A total of 28 JDM patients meeting 2006 Bohan/Peter criteria or 2017 EULAR/ACR classification criteria were treated and followed for 4 or more years.  IVMP was given as 20-30 mg/kg/d for 3 consecutive days per course (for 7 to 9 courses) plus MMF (500-600 mg/m² twice daily). Hydroxychloroquine was added for skin disease activity scores (DASs >4 points in 17 of 28 patients and intravenous immunoglobulin was added for poor muscle strength or rash after 3 to 4 IVMP courses in 9 of 28 patients. Outcomes included the Childhood Myositis Assessment Scale (CMAS) scores, and the validated 20-point DAS. 

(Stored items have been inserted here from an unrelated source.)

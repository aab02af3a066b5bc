use crate::config::ConfigError;
use crate::telemetry::TelemetryError;
use crate::workflows::post_sales::{RuleConfigError, SeedImportError, TriggerError};
use axum::http::StatusCode;
use axum::response::{IntoResponse, Response};
use axum::Json;
use serde_json::json;
use std::fmt;

#[derive(Debug)]
pub enum AppError {
    Config(ConfigError),
    Telemetry(TelemetryError),
    Io(std::io::Error),
    Server(axum::Error),
    Import(SeedImportError),
    Rules(RuleConfigError),
    Trigger(TriggerError),
}

impl fmt::Display for AppError {
    fn fmt(&self, f: &mut fmt::Formatter<'_>) -> fmt::Result {
        match self {
            AppError::Config(err) => write!(f, "configuration error: {}", err),
            AppError::Telemetry(err) => write!(f, "telemetry error: {}", err),
            AppError::Io(err) => write!(f, "io error: {}", err),
            AppError::Server(err) => write!(f, "server error: {}", err),
            AppError::Import(err) => write!(f, "seed import error: {}", err),
            AppError::Rules(err) => write!(f, "rule configuration error: {}", err),
            AppError::Trigger(err) => write!(f, "rule run failed: {}", err),
        }
    }
}

impl std::error::Error for AppError {
    fn source(&self) -> Option<&(dyn std::error::Error + 'static)> {
        match self {
            AppError::Config(err) => Some(err),
            AppError::Telemetry(err) => Some(err),
            AppError::Io(err) => Some(err),
            AppError::Server(err) => Some(err),
            AppError::Import(err) => Some(err),
            AppError::Rules(err) => Some(err),
            AppError::Trigger(err) => Some(err),
        }
    }
}

impl IntoResponse for AppError {
    fn into_response(self) -> Response {
        let status = match self {
            AppError::Import(_) | AppError::Rules(_) => StatusCode::BAD_REQUEST,
            AppError::Trigger(ref err) if err.is_client_error() => StatusCode::BAD_REQUEST,
            AppError::Config(_)
            | AppError::Telemetry(_)
            | AppError::Io(_)
            | AppError::Server(_)
            | AppError::Trigger(_) => StatusCode::INTERNAL_SERVER_ERROR,
        };

        let body = Json(json!({ "success": false, "message": self.to_string() }));
        (status, body).into_response()
    }
}

impl From<ConfigError> for AppError {
    fn from(value: ConfigError) -> Self {
        Self::Config(value)
    }
}

impl From<TelemetryError> for AppError {
    fn from(value: TelemetryError) -> Self {
        Self::Telemetry(value)
    }
}

impl From<std::io::Error> for AppError {
    fn from(value: std::io::Error) -> Self {
        Self::Io(value)
    }
}

impl From<axum::Error> for AppError {
    fn from(value: axum::Error) -> Self {
        Self::Server(value)
    }
}

impl From<SeedImportError> for AppError {
    fn from(value: SeedImportError) -> Self {
        Self::Import(value)
    }
}

impl From<RuleConfigError> for AppError {
    fn from(value: RuleConfigError) -> Self {
        Self::Rules(value)
    }
}

impl From<TriggerError> for AppError {
    fn from(value: TriggerError) -> Self {
        Self::Trigger(value)
    }
}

The median age at diagnosis was 7.0 years, and the median follow-up was 61 months.  

The median oral prednisone dose was 7.5 mg qd during IVMP intervals, and the median time to discontinue GCs was 23.5 months and to discontinue all medications was 29.5 months.

Overall, 26 patients (93%) achieved complete clinical response (after 10 mos) and clinical remission (after 35.5 mos). Muscle enzymes normalized after a median of 3 months; CMAS scores and DAS scores improved.  Only 5 patients (18%) relapsed; none had calcinosis or interstitial lung disease.

Major infections occurred at 2.3 per 100 person-years (no intensive care unit admissions or deaths). Six patients had transient steroid-induced ocular hypertension, 4 with transient glaucoma; 1 had cataracts; and no osteonecrosis or fractures occurred.

These results suggests that the regimen of IVMP and MMF, is a therapeutic option for JDM.  These results are confounded by the use of IVIG and HCG in 33%-60% of JDM patients.